The lines you need are those holding the word "applicable"; pull them from the material.

* _Supplied data_:

****

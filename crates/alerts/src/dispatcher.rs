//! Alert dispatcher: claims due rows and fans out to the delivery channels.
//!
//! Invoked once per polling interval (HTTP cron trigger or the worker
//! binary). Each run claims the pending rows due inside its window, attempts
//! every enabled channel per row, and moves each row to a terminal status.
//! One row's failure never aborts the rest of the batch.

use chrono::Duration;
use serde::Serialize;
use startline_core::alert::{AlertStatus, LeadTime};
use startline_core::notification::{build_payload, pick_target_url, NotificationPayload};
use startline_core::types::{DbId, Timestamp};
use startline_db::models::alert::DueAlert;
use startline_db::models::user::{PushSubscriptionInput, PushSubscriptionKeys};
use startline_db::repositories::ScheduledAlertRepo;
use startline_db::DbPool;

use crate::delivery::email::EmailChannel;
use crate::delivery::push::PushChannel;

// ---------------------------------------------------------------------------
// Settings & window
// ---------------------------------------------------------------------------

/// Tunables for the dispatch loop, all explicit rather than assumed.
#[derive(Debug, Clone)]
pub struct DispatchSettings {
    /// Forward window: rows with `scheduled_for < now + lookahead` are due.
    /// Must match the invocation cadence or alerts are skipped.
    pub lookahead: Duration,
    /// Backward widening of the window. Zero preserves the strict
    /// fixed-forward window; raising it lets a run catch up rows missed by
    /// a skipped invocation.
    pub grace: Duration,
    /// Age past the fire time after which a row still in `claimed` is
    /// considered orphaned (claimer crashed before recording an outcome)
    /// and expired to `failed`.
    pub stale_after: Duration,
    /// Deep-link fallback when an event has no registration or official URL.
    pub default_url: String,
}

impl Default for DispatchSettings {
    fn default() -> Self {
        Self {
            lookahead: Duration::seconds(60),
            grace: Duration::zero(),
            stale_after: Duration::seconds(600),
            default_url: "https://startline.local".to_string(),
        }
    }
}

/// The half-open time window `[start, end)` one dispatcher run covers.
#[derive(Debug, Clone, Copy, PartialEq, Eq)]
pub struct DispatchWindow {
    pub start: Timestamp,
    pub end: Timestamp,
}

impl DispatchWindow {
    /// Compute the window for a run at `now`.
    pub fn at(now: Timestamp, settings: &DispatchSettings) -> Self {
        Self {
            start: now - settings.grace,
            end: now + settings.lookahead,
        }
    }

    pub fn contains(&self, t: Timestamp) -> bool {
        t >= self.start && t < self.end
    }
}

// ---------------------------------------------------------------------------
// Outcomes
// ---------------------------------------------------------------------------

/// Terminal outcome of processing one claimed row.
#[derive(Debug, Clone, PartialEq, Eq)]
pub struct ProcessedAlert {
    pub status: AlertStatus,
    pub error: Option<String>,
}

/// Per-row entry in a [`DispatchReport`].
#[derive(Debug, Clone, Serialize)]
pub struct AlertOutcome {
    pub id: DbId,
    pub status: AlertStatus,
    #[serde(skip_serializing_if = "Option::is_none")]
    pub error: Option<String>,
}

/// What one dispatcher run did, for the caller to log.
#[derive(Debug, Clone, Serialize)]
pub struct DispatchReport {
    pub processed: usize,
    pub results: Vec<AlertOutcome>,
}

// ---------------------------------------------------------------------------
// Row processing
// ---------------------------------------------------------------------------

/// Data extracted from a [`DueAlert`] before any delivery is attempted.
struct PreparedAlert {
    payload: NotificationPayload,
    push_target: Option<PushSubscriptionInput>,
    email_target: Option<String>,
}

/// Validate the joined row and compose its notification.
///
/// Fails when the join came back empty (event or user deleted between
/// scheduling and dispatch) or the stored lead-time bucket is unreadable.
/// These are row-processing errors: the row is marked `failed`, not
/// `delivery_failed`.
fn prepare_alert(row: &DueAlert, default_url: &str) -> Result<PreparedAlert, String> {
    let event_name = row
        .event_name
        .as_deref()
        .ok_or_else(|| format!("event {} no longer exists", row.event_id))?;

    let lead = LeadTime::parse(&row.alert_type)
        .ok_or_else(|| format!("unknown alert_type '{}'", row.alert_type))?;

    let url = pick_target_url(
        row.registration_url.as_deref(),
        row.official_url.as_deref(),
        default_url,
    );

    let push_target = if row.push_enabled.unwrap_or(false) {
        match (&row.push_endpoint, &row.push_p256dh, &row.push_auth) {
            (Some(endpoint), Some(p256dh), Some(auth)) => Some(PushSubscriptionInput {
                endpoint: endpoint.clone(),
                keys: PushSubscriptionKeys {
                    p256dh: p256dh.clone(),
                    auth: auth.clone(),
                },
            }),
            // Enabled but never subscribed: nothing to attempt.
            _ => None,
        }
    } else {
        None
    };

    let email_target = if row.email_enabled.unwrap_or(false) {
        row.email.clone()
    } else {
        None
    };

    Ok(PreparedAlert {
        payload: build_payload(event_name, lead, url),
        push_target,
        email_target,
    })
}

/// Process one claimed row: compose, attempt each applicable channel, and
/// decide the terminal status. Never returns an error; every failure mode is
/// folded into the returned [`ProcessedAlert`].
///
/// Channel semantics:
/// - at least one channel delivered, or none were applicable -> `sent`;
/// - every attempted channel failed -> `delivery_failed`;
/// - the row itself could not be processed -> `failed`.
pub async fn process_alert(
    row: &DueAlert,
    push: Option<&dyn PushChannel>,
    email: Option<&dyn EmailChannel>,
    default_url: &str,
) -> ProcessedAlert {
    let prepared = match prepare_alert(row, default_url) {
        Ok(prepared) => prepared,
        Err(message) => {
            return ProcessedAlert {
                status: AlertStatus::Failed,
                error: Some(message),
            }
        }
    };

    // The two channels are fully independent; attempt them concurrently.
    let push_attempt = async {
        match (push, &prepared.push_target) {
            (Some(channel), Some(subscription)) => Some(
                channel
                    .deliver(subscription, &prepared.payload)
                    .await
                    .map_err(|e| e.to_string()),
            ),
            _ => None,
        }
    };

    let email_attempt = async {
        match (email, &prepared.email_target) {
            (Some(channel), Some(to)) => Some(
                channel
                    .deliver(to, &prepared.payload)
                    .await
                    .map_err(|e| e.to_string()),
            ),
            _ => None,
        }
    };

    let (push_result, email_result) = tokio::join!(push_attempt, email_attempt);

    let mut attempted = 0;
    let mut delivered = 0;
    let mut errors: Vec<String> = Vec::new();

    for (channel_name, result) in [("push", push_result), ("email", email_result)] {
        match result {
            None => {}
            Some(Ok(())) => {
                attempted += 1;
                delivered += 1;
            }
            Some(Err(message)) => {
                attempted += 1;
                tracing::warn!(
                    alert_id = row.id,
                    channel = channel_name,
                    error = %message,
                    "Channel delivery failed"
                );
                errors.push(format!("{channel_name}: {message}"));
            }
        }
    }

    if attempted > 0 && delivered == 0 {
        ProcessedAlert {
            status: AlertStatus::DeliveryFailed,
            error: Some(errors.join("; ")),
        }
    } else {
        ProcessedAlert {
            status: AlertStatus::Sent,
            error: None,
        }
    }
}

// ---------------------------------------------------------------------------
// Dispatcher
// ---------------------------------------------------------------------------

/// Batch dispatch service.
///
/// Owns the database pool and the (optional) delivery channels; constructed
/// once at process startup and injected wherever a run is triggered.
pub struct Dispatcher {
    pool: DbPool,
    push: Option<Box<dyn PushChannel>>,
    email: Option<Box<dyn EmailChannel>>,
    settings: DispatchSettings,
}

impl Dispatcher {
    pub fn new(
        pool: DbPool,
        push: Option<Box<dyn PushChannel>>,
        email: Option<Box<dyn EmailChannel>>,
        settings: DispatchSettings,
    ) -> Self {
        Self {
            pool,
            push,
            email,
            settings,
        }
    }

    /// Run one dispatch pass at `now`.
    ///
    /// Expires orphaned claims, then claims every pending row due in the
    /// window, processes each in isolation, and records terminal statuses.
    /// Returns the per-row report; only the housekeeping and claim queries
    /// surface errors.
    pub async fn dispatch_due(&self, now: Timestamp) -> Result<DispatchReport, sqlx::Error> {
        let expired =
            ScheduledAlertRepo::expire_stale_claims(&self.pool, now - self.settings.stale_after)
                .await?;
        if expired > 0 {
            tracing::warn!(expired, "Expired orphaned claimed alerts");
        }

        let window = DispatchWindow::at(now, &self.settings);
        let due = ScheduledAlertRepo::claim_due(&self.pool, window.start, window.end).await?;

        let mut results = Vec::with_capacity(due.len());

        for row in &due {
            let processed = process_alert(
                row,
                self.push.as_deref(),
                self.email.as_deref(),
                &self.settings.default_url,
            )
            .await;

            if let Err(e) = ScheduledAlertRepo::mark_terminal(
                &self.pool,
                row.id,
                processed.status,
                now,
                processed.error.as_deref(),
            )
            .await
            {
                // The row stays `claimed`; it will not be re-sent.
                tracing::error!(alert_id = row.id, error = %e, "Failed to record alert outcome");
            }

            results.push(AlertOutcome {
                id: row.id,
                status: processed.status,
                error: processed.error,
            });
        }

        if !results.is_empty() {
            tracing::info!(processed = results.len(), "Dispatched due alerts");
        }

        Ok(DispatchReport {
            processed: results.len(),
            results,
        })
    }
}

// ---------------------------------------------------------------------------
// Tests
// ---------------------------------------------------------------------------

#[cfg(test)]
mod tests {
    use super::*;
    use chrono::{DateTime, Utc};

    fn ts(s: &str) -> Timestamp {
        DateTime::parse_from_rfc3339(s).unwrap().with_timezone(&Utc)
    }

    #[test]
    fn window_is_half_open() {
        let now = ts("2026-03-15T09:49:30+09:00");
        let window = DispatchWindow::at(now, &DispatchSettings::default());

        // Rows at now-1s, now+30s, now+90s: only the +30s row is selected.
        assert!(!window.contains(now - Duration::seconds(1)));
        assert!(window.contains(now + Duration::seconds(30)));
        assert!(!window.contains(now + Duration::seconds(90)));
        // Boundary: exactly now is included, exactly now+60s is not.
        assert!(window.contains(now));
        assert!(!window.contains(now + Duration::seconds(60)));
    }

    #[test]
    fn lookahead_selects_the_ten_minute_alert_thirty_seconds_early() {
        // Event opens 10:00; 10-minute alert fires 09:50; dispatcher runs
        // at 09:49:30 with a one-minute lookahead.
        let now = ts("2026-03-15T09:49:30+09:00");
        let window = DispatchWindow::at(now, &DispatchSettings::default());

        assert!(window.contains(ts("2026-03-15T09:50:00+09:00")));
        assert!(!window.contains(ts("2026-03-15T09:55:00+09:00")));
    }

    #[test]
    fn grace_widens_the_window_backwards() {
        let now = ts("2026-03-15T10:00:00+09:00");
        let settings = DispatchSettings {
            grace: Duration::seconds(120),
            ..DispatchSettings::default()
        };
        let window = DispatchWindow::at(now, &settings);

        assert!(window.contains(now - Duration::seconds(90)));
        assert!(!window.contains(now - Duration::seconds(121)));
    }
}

****

* _Answer below_:
/// Process one claimed row: compose, attempt each applicable channel, and
/// - at least one channel delivered, or none were applicable -> `sent`;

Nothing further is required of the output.